—Ainsi vous admettez qu’il faut autant de mérite pour bâtir une petite maison que pour élever un vaste palais?
—Je ne dis pas cela; je dis que les facultés, la raison, la juste mesure, l’exacte appréciation des éléments disponibles et leur bon emploi, se manifestent aussi bien dans la construction de la maison la plus modeste que dans l’édification du plus magnifique monument.
—Je pourrai donc apprendre beaucoup en suivant la construction de la maison de ma sœur?
—Certainement: 1º parce qu’on apprend beaucoup quand on a la volonté d’apprendre; 2º parce que, dans une maison comme dans le plus vaste des palais, il vous faudra voir passer devant vos yeux tous les corps d’état, depuis le terrassier jusqu’au peintre décorateur. Que le menuisier fasse vingt portes ou deux cents, si vous voulez bien vous rendre compte de la manière de faire une porte, de la ferrer et de la poser, une seule suffit, il n’est pas besoin que vous en voyiez mille.
—Mais cependant nous ne ferons pas ici, par exemple, des portes comme celles qui ferment les appartements d’un souverain?
—Non; mais le principe de structure est ou doit être le même pour les unes comme pour les autres, et c’est quand on s’écarte de ces principes que l’on tombe dans la fantaisie et les non-sens. Quand vous saurez comment se fait une porte de menuiserie, vous verrez que sa structure tient à la nature de la matière employée: le bois, et à la destination. Après cela vous pourrez étudier comment les maîtres se sont servis de ces éléments et comment (sans sortir du principe) ils ont produit des œuvres simples ou très riches; vous pourrez faire comme eux, si vous avez du talent, et chercher des applications nouvelles. Mais avant tout, faut-il savoir comment se fabrique une porte et ne pas copier au hasard, avant ces premières connaissances pratiques, les formes diverses qui ont été adoptées, bonnes ou mauvaises.»

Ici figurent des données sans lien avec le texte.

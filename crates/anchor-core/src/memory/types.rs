//! Graph entities and the search request/response surface
//!
//! Every entity here is read-mostly from the retrieval core's point of view:
//! compounds, molecules, atoms and positions are minted by the external
//! ingestion pipeline; edges by the background reorganizer. The core only
//! ever writes engrams.

use serde::{Deserialize, Serialize};

// ============================================================================
// PROVENANCE
// ============================================================================

/// Origin classification of ingested content
#[derive(Debug, Clone, Copy, PartialEq, Eq, Serialize, Deserialize, Default)]
#[serde(rename_all = "lowercase")]
pub enum Provenance {
    /// Authored inside the notebook (journals, notes)
    #[default]
    Internal,
    /// Imported from outside (clippings, exports)
    External,
    /// Untrusted or unclassified content
    Quarantine,
}

impl Provenance {
    pub fn as_str(&self) -> &'static str {
        match self {
            Provenance::Internal => "internal",
            Provenance::External => "external",
            Provenance::Quarantine => "quarantine",
        }
    }

    /// Parse from string name, defaulting unknown values to quarantine.
    pub fn parse_name(s: &str) -> Self {
        match s.to_lowercase().as_str() {
            "internal" => Provenance::Internal,
            "external" => Provenance::External,
            _ => Provenance::Quarantine,
        }
    }
}

impl std::fmt::Display for Provenance {
    fn fmt(&self, f: &mut std::fmt::Formatter<'_>) -> std::fmt::Result {
        write!(f, "{}", self.as_str())
    }
}

/// Caller-side provenance preference for a search request
#[derive(Debug, Clone, Copy, PartialEq, Eq, Serialize, Deserialize, Default)]
#[serde(rename_all = "lowercase")]
pub enum ProvenanceFilter {
    Internal,
    External,
    Quarantine,
    #[default]
    All,
}

impl ProvenanceFilter {
    pub fn as_str(&self) -> &'static str {
        match self {
            ProvenanceFilter::Internal => "internal",
            ProvenanceFilter::External => "external",
            ProvenanceFilter::Quarantine => "quarantine",
            ProvenanceFilter::All => "all",
        }
    }

    /// The single provenance this filter admits, if it is not `All`.
    pub fn narrow(&self) -> Option<Provenance> {
        match self {
            ProvenanceFilter::Internal => Some(Provenance::Internal),
            ProvenanceFilter::External => Some(Provenance::External),
            ProvenanceFilter::Quarantine => Some(Provenance::Quarantine),
            ProvenanceFilter::All => None,
        }
    }
}

// ============================================================================
// MOLECULE / ATOM TYPES
// ============================================================================

/// Content classification of a molecule
#[derive(Debug, Clone, Copy, PartialEq, Eq, Serialize, Deserialize, Default)]
#[serde(rename_all = "lowercase")]
pub enum MoleculeType {
    #[default]
    Prose,
    Code,
    Data,
    Log,
}

impl MoleculeType {
    pub fn as_str(&self) -> &'static str {
        match self {
            MoleculeType::Prose => "prose",
            MoleculeType::Code => "code",
            MoleculeType::Data => "data",
            MoleculeType::Log => "log",
        }
    }

    pub fn parse_name(s: &str) -> Self {
        match s.to_lowercase().as_str() {
            "code" => MoleculeType::Code,
            "data" => MoleculeType::Data,
            "log" => MoleculeType::Log,
            _ => MoleculeType::Prose,
        }
    }

    /// Score multiplier applied during budget assembly.
    pub fn score_multiplier(&self) -> f64 {
        match self {
            MoleculeType::Prose => 1.0,
            MoleculeType::Code => 0.8,
            MoleculeType::Data => 0.6,
            MoleculeType::Log => 0.4,
        }
    }
}

/// Semantic classification of an atom
#[derive(Debug, Clone, Copy, PartialEq, Eq, Serialize, Deserialize, Default)]
#[serde(rename_all = "lowercase")]
pub enum AtomType {
    Concept,
    Entity,
    #[default]
    Keyword,
    System,
}

impl AtomType {
    pub fn as_str(&self) -> &'static str {
        match self {
            AtomType::Concept => "concept",
            AtomType::Entity => "entity",
            AtomType::Keyword => "keyword",
            AtomType::System => "system",
        }
    }

    pub fn parse_name(s: &str) -> Self {
        match s.to_lowercase().as_str() {
            "concept" => AtomType::Concept,
            "entity" => AtomType::Entity,
            "system" => AtomType::System,
            _ => AtomType::Keyword,
        }
    }
}

// ============================================================================
// GRAPH ENTITIES
// ============================================================================

/// A file-level container of text, addressed by content+path hash
#[derive(Debug, Clone, Serialize, Deserialize)]
#[serde(rename_all = "camelCase")]
pub struct Compound {
    pub compound_id: String,
    /// Relative (to the notebook root) or absolute path
    pub path: String,
    pub provenance: Provenance,
    /// Milliseconds since the epoch
    pub timestamp: i64,
    /// Full text; optional when the file itself is still on disk
    #[serde(skip_serializing_if = "Option::is_none")]
    pub compound_body: Option<String>,
    /// 64-bit similarity fingerprint as lowercase hex, "0" when absent
    pub molecular_signature: String,
}

/// A sentence- or segment-level unit of retrieval
///
/// `start_byte..end_byte` is a UTF-8-aligned byte range into the compound
/// body. Slicing happens by bytes, never by characters.
#[derive(Debug, Clone, Serialize, Deserialize)]
#[serde(rename_all = "camelCase")]
pub struct Molecule {
    pub molecule_id: String,
    pub compound_id: String,
    /// Text content, truncated to 500 KB for full-text indexing
    pub content: String,
    /// Position index within the compound
    pub sequence: i64,
    pub start_byte: u64,
    pub end_byte: u64,
    pub molecule_type: MoleculeType,
    #[serde(skip_serializing_if = "Option::is_none")]
    pub numeric_value: Option<f64>,
    #[serde(skip_serializing_if = "Option::is_none")]
    pub numeric_unit: Option<String>,
    pub molecular_signature: String,
    pub timestamp: i64,
}

/// An entity/concept/keyword with semantic weight
#[derive(Debug, Clone, Serialize, Deserialize)]
#[serde(rename_all = "camelCase")]
pub struct Atom {
    pub atom_id: String,
    /// Display label; may carry a leading `#`
    pub label: String,
    pub atom_type: AtomType,
    /// Semantic weight in [0, 1]
    pub weight: f64,
    pub content: String,
    /// No empty strings; four-digit tags are purely temporal
    pub tags: Vec<String>,
    pub buckets: Vec<String>,
    pub timestamp: i64,
    pub provenance: Provenance,
    pub molecular_signature: String,
}

/// Byte-coordinate binding of an atom label to a compound
#[derive(Debug, Clone, PartialEq, Eq, Serialize, Deserialize)]
#[serde(rename_all = "camelCase")]
pub struct AtomPosition {
    pub compound_id: String,
    pub byte_offset: u64,
    pub atom_label: String,
}

/// A weighted relation between graph nodes
///
/// `parent_of` edges form a DAG ascending Atoms -> Episodes -> Epochs; all
/// other relations are undirected association hints.
#[derive(Debug, Clone, Serialize, Deserialize)]
#[serde(rename_all = "camelCase")]
pub struct Edge {
    pub source_id: String,
    pub target_id: String,
    pub relation: String,
    pub weight: f64,
}

/// A hashed phrase bound to the atoms it resolved to: an O(1) lexical shortcut
#[derive(Debug, Clone, Serialize, Deserialize)]
#[serde(rename_all = "camelCase")]
pub struct Engram {
    pub key_hash: String,
    pub atom_ids: Vec<String>,
    pub updated_at: i64,
}

// ============================================================================
// SEARCH SURFACE
// ============================================================================

/// How a result came to be associated with the query (provenance, not ranking)
#[derive(Debug, Clone, Copy, PartialEq, Eq, Serialize, Deserialize)]
#[serde(rename_all = "snake_case")]
pub enum ConnectionType {
    /// The result itself matched the full-text query
    DirectFts,
    /// Near-identical fingerprint to its best anchor
    DirectSimhash,
    /// Within an hour of its best anchor, not fingerprint-identical
    TemporalNeighbor,
    /// Reached through shared tags
    TagWalkNeighbor,
    /// Low-overlap candidate admitted by temperature sampling
    Serendipity,
}

impl ConnectionType {
    pub fn as_str(&self) -> &'static str {
        match self {
            ConnectionType::DirectFts => "direct_fts",
            ConnectionType::DirectSimhash => "direct_simhash",
            ConnectionType::TemporalNeighbor => "temporal_neighbor",
            ConnectionType::TagWalkNeighbor => "tag_walk_neighbor",
            ConnectionType::Serendipity => "serendipity",
        }
    }
}

/// Inferred intent of a query
#[derive(Debug, Clone, Copy, PartialEq, Eq, Serialize, Deserialize, Default)]
#[serde(rename_all = "lowercase")]
pub enum Intent {
    Emotional,
    Temporal,
    Relational,
    Creative,
    #[default]
    Factual,
}

impl Intent {
    pub fn as_str(&self) -> &'static str {
        match self {
            Intent::Emotional => "emotional",
            Intent::Temporal => "temporal",
            Intent::Relational => "relational",
            Intent::Creative => "creative",
            Intent::Factual => "factual",
        }
    }
}

/// Optional structural filters on molecule hits
#[derive(Debug, Clone, Default, Serialize, Deserialize)]
#[serde(rename_all = "camelCase", deny_unknown_fields)]
pub struct SearchFilters {
    /// Restrict to a molecule type (prose/code/data/log)
    #[serde(skip_serializing_if = "Option::is_none", rename = "type")]
    pub molecule_type: Option<MoleculeType>,
    #[serde(skip_serializing_if = "Option::is_none")]
    pub min_val: Option<f64>,
    #[serde(skip_serializing_if = "Option::is_none")]
    pub max_val: Option<f64>,
}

Paul resta pensif tout le reste du jour; il était évident qu’il entrevoyait de grosses difficultés et que la construction de la maison de sa sœur prenait, dans son esprit, des proportions inquiétantes. Rentré au château, il regardait les portes, les fenêtres, les boiseries, comme s’il n’eût jamais rien vu de pareil, et plus il regardait, plus cela lui paraissait embrouillé, compliqué, difficile à comprendre. Il ne s’était jamais demandé par quels artifices ces morceaux de bois s’assemblaient, se tenaient ensemble, et ne trouvait guère de solutions satisfaisantes aux questions qu’il s’adressait à lui-même.
CHAPITRE IX
M. PAUL, INSPECTEUR DES TRAVAUX
«Allez voir, mon cher Paul, où en sont les fouilles, ce matin, dit le grand cousin, le surlendemain de la visite sur le terrain, et vous m’en rendrez compte. Emportez avec vous un mètre et un carnet; vous prendrez des notes et mesures sur ce qui est fait. Vous examinerez le terrain et me direz si l’on trouve des bancs de pierre près de la surface du sol, ou si les terres meubles sont profondes. Pendant ce temps-là je vais esquisser le plan des caves. Mais prenez le calque du plan du rez-de-chaussée de la maison, et, sur ce plan, vous me marquerez ce que l’on a commencé à fouiller et ce que l’on trouve. Ça ne doit pas être bien avancé; mais cependant des déblais seront déjà faits puisque j’ai dit au père Branchu de mettre autant de terrassiers qu’il en pourrait trouver, afin de nous conformer aux intentions de votre père.»